## Source data:
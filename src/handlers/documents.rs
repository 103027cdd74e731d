//! Upload, delete and download endpoints for ingested documents.

use axum::extract::{Multipart, Path, State};
use axum::response::IntoResponse;
use axum::Json;
use serde::{Deserialize, Serialize};
use sha2::{Digest, Sha256};

use crate::ingest::IngestJob;
use crate::state::AppState;
use crate::store::models::{Document, DocumentId};
use crate::utils::error::ApiError;

const DEFAULT_OWNER_ID: i64 = 0;

#[derive(Serialize)]
pub struct UploadResponse {
    document_id: DocumentId,
    document: Document,
}

pub async fn upload_document(
    State(state): State<AppState>,
    mut multipart: Multipart,
) -> Result<Json<UploadResponse>, ApiError> {
    let mut filename = None;
    let mut bytes = None;

    while let Some(field) = multipart.next_field().await.map_err(|e| ApiError::BadRequest(e.to_string()))? {
        if field.name() == Some("file") {
            filename = field.file_name().map(|s| s.to_string());
            bytes = Some(field.bytes().await.map_err(|e| ApiError::BadRequest(e.to_string()))?.to_vec());
        }
    }

    let filename = filename.ok_or_else(|| ApiError::BadRequest("missing file field".into()))?;
    let bytes = bytes.ok_or_else(|| ApiError::BadRequest("missing file contents".into()))?;

    if !filename.to_lowercase().ends_with(".pdf") {
        return Err(ApiError::BadRequest("only PDF uploads are supported".into()));
    }

    let content_hash = hex::encode(Sha256::digest(&bytes));

    let document =
        state.document_repo.create(DEFAULT_OWNER_ID, &filename, bytes.len() as i64, &content_hash).await?;

    state
        .ingestion_queue
        .enqueue(IngestJob { document_id: document.id, filename: filename.clone(), bytes })
        .map_err(|_| ApiError::InternalError("ingestion queue unavailable".into()))?;

    Ok(Json(UploadResponse { document_id: document.id, document }))
}

#[derive(Deserialize)]
pub struct DeleteRequest {
    #[serde(default)]
    document_ids: Vec<DocumentId>,
    #[serde(default)]
    delete_all: bool,
}

pub async fn delete_documents(
    State(state): State<AppState>,
    Json(request): Json<DeleteRequest>,
) -> Result<impl IntoResponse, ApiError> {
    let targets = if request.delete_all {
        state.document_repo.list_for_owner(DEFAULT_OWNER_ID).await?.into_iter().map(|d| d.id).collect()
    } else {
        request.document_ids
    };

    for document_id in targets {
        // Stop any in-flight ingestion before tearing down its output, so a
        // pipeline step racing this delete doesn't resurrect a row or blob
        // we are about to remove.
        state.cancellation.cancel(document_id);

        if let Some(document) = state.document_repo.get(document_id).await? {
            if let Some(path) = document.stored_blob_path {
                let _ = state.blob_store.delete(&path).await;
            }
        }
        let _ = state.blob_store.delete(&crate::store::blob::markdown_path(document_id)).await;
        state.chunk_store.delete_for_document(document_id).await?;
        state.vector_index.delete_for_document(document_id).await?;
        state.chat_store.delete_for_document(document_id).await?;
        state.retriever.drop_document(document_id);
        state.cancellation.clear(document_id);
        state.document_repo.delete(document_id).await?;
    }

    Ok(axum::http::StatusCode::NO_CONTENT)
}

pub async fn download_document(
    State(state): State<AppState>,
    Path(document_id): Path<DocumentId>,
) -> Result<impl IntoResponse, ApiError> {
    let document = state
        .document_repo
        .get(document_id)
        .await?
        .ok_or_else(|| ApiError::NotFound(format!("document {document_id} not found")))?;

    let Some(path) = document.stored_blob_path else {
        return Err(ApiError::NotReady("document has no stored blob path yet".into()));
    };
    if document.status != crate::store::models::DocumentStatus::Ready && !state.blob_store.exists(&path).await {
        return Err(ApiError::NotReady("document blob is not yet available".into()));
    }

    let bytes = state.blob_store.get(&path).await?;
    Ok(([(axum::http::header::CONTENT_TYPE, "application/pdf")], bytes))
}
use async_trait::async_trait;
use chrono::Utc;
use sqlx::Row;

use crate::store::models::{Document, DocumentId, DocumentStatus, FeatureState, FeatureStatus};
use crate::store::pool::DbPool;
use crate::utils::error::ApiError;

#[async_trait]
pub trait DocumentRepository: Send + Sync {
    async fn create(&self, owner_id: i64, filename: &str, file_size: i64, content_hash: &str) -> Result<Document, ApiError>;
    async fn set_blob_path(&self, id: DocumentId, path: &str) -> Result<(), ApiError>;
    async fn set_status(&self, id: DocumentId, status: DocumentStatus, error_message: Option<&str>) -> Result<(), ApiError>;
    async fn set_feature_state(&self, id: DocumentId, feature: &str, state: FeatureState) -> Result<(), ApiError>;
    async fn set_summary(&self, id: DocumentId, summary: &str) -> Result<(), ApiError>;
    async fn set_page_count(&self, id: DocumentId, pages: i32) -> Result<(), ApiError>;
    async fn get(&self, id: DocumentId) -> Result<Option<Document>, ApiError>;
    async fn list_for_owner(&self, owner_id: i64) -> Result<Vec<Document>, ApiError>;
    async fn delete(&self, id: DocumentId) -> Result<(), ApiError>;
}

pub struct PgDocumentRepository {
    pool: DbPool,
}

impl PgDocumentRepository {
    pub fn new(pool: DbPool) -> Self {
        Self { pool }
    }
}

#[async_trait]
impl DocumentRepository for PgDocumentRepository {
    async fn create(&self, owner_id: i64, filename: &str, file_size: i64, content_hash: &str) -> Result<Document, ApiError> {
        let id = DocumentId::new();
        let now = Utc::now();
        let feature_status = FeatureStatus::default();
        sqlx::query(
            r#"
            INSERT INTO documents
                (id, owner_id, filename, file_size, content_hash, status,
                 embedding_status, summary_status, reference_status, skimming_status,
                 created_at, updated_at)
            VALUES ($1, $2, $3, $4, $5, $6, $7, $7, $7, $7, $8, $8)
            "#,
        )
        .bind(id)
        .bind(owner_id)
        .bind(filename)
        .bind(file_size)
        .bind(content_hash)
        .bind(DocumentStatus::Uploading.as_str())
        .bind(FeatureState::Pending.as_str())
        .bind(now)
        .execute(self.pool.get())
        .await
        .map_err(|e| ApiError::DatabaseError(e.to_string()))?;

        Ok(Document {
            id,
            owner_id,
            filename: filename.to_string(),
            stored_blob_path: None,
            file_size,
            content_hash: content_hash.to_string(),
            status: DocumentStatus::Uploading,
            feature_status,
            page_count: None,
            summary: None,
            error_message: None,
            created_at: now,
            updated_at: now,
        })
    }

    async fn set_blob_path(&self, id: DocumentId, path: &str) -> Result<(), ApiError> {
        sqlx::query(
            "UPDATE documents SET stored_blob_path = $2, updated_at = now() \
             WHERE id = $1 AND stored_blob_path IS NULL",
        )
        .bind(id)
        .bind(path)
        .execute(self.pool.get())
        .await
        .map_err(|e| ApiError::DatabaseError(e.to_string()))?;
        Ok(())
    }

    async fn set_status(&self, id: DocumentId, status: DocumentStatus, error_message: Option<&str>) -> Result<(), ApiError> {
        sqlx::query(
            "UPDATE documents SET status = $2, error_message = $3, updated_at = now() WHERE id = $1",
        )
        .bind(id)
        .bind(status.as_str())
        .bind(error_message)
        .execute(self.pool.get())
        .await
        .map_err(|e| ApiError::DatabaseError(e.to_string()))?;
        Ok(())
    }

    async fn set_feature_state(&self, id: DocumentId, feature: &str, state: FeatureState) -> Result<(), ApiError> {
        let column = match feature {
            "embedding" => "embedding_status",
            "summary" => "summary_status",
            "reference" => "reference_status",
            "skimming" => "skimming_status",
            other => return Err(ApiError::BadRequest(format!("unknown feature {other}"))),
        };
        let sql = format!("UPDATE documents SET {column} = $2, updated_at = now() WHERE id = $1");
        sqlx::query(&sql)
            .bind(id)
            .bind(state.as_str())
            .execute(self.pool.get())
            .await
            .map_err(|e| ApiError::DatabaseError(e.to_string()))?;
        Ok(())
    }

    async fn set_summary(&self, id: DocumentId, summary: &str) -> Result<(), ApiError> {
        sqlx::query("UPDATE documents SET summary = $2, updated_at = now() WHERE id = $1")
            .bind(id)
            .bind(summary)
            .execute(self.pool.get())
            .await
            .map_err(|e| ApiError::DatabaseError(e.to_string()))?;
        Ok(())
    }

    async fn set_page_count(&self, id: DocumentId, pages: i32) -> Result<(), ApiError> {
        sqlx::query("UPDATE documents SET page_count = $2, updated_at = now() WHERE id = $1")
            .bind(id)
            .bind(pages)
            .execute(self.pool.get())
            .await
            .map_err(|e| ApiError::DatabaseError(e.to_string()))?;
        Ok(())
    }

    async fn get(&self, id: DocumentId) -> Result<Option<Document>, ApiError> {
        let row = sqlx::query(
            "SELECT id, owner_id, filename, stored_blob_path, file_size, content_hash, status, \
                    embedding_status, summary_status, reference_status, skimming_status, \
                    page_count, summary, error_message, created_at, updated_at \
             FROM documents WHERE id = $1",
        )
        .bind(id)
        .fetch_optional(self.pool.get())
        .await
        .map_err(|e| ApiError::DatabaseError(e.to_string()))?;

        row.map(row_to_document).transpose()
    }

    async fn list_for_owner(&self, owner_id: i64) -> Result<Vec<Document>, ApiError> {
        let rows = sqlx::query(
            "SELECT id, owner_id, filename, stored_blob_path, file_size, content_hash, status, \
                    embedding_status, summary_status, reference_status, skimming_status, \
                    page_count, summary, error_message, created_at, updated_at \
             FROM documents WHERE owner_id = $1 ORDER BY created_at DESC",
        )
        .bind(owner_id)
        .fetch_all(self.pool.get())
        .await
        .map_err(|e| ApiError::DatabaseError(e.to_string()))?;

        rows.into_iter().map(row_to_document).collect()
    }

    async fn delete(&self, id: DocumentId) -> Result<(), ApiError> {
        sqlx::query("DELETE FROM documents WHERE id = $1")
            .bind(id)
            .execute(self.pool.get())
            .await
            .map_err(|e| ApiError::DatabaseError(e.to_string()))?;
        Ok(())
    }
}

fn feature_state(raw: &str) -> FeatureState {
    match raw {
        "running" => FeatureState::Running,
        "ready" => FeatureState::Ready,
        "failed" => FeatureState::Failed,
        _ => FeatureState::Pending,
    }
}

fn row_to_document(row: sqlx::postgres::PgRow) -> Result<Document, ApiError> {
    let status_raw: String = row.try_get("status").map_err(|e| ApiError::DatabaseError(e.to_string()))?;
    let status = match status_raw.as_str() {
        "parsing" => DocumentStatus::Parsing,
        "chunking" => DocumentStatus::Chunking,
        "embedding" => DocumentStatus::Embedding,
        "ready" => DocumentStatus::Ready,
        "failed" => DocumentStatus::Failed,
        _ => DocumentStatus::Uploading,
    };

    Ok(Document {
        id: row.try_get("id").map_err(|e| ApiError::DatabaseError(e.to_string()))?,
        owner_id: row.try_get("owner_id").map_err(|e| ApiError::DatabaseError(e.to_string()))?,
        filename: row.try_get("filename").map_err(|e| ApiError::DatabaseError(e.to_string()))?,
        stored_blob_path: row.try_get("stored_blob_path").map_err(|e| ApiError::DatabaseError(e.to_string()))?,
        file_size: row.try_get("file_size").map_err(|e| ApiError::DatabaseError(e.to_string()))?,
        content_hash: row.try_get("content_hash").map_err(|e| ApiError::DatabaseError(e.to_string()))?,
        status,
        feature_status: FeatureStatus {
            embedding: feature_state(&row.try_get::<String, _>("embedding_status").unwrap_or_default()),
            summary: feature_state(&row.try_get::<String, _>("summary_status").unwrap_or_default()),
            reference: feature_state(&row.try_get::<String, _>("reference_status").unwrap_or_default()),
            skimming: feature_state(&row.try_get::<String, _>("skimming_status").unwrap_or_default()),
        },
        page_count: row.try_get("page_count").map_err(|e| ApiError::DatabaseError(e.to_string()))?,
        summary: row.try_get("summary").map_err(|e| ApiError::DatabaseError(e.to_string()))?,
        error_message: row.try_get("error_message").map_err(|e| ApiError::DatabaseError(e.to_string()))?,
        created_at: row.try_get("created_at").map_err(|e| ApiError::DatabaseError(e.to_string()))?,
        updated_at: row.try_get("updated_at").map_err(|e| ApiError::DatabaseError(e.to_string()))?,
    })
}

## Task brief:
Give back, word for word, only the lines above from the line holding "created_at, updated_at)" to the line holding "updated_at = now() \", both included.

## Exercise output:
                 created_at, updated_at)
            VALUES ($1, $2, $3, $4, $5, $6, $7, $7, $7, $7, $8, $8)
            "#,
        )
        .bind(id)
        .bind(owner_id)
        .bind(filename)
        .bind(file_size)
        .bind(content_hash)
        .bind(DocumentStatus::Uploading.as_str())
        .bind(FeatureState::Pending.as_str())
        .bind(now)
        .execute(self.pool.get())
        .await
        .map_err(|e| ApiError::DatabaseError(e.to_string()))?;

        Ok(Document {
            id,
            owner_id,
            filename: filename.to_string(),
            stored_blob_path: None,
            file_size,
            content_hash: content_hash.to_string(),
            status: DocumentStatus::Uploading,
            feature_status,
            page_count: None,
            summary: None,
            error_message: None,
            created_at: now,
            updated_at: now,
        })
    }

    async fn set_blob_path(&self, id: DocumentId, path: &str) -> Result<(), ApiError> {
        sqlx::query(
            "UPDATE documents SET stored_blob_path = $2, updated_at = now() \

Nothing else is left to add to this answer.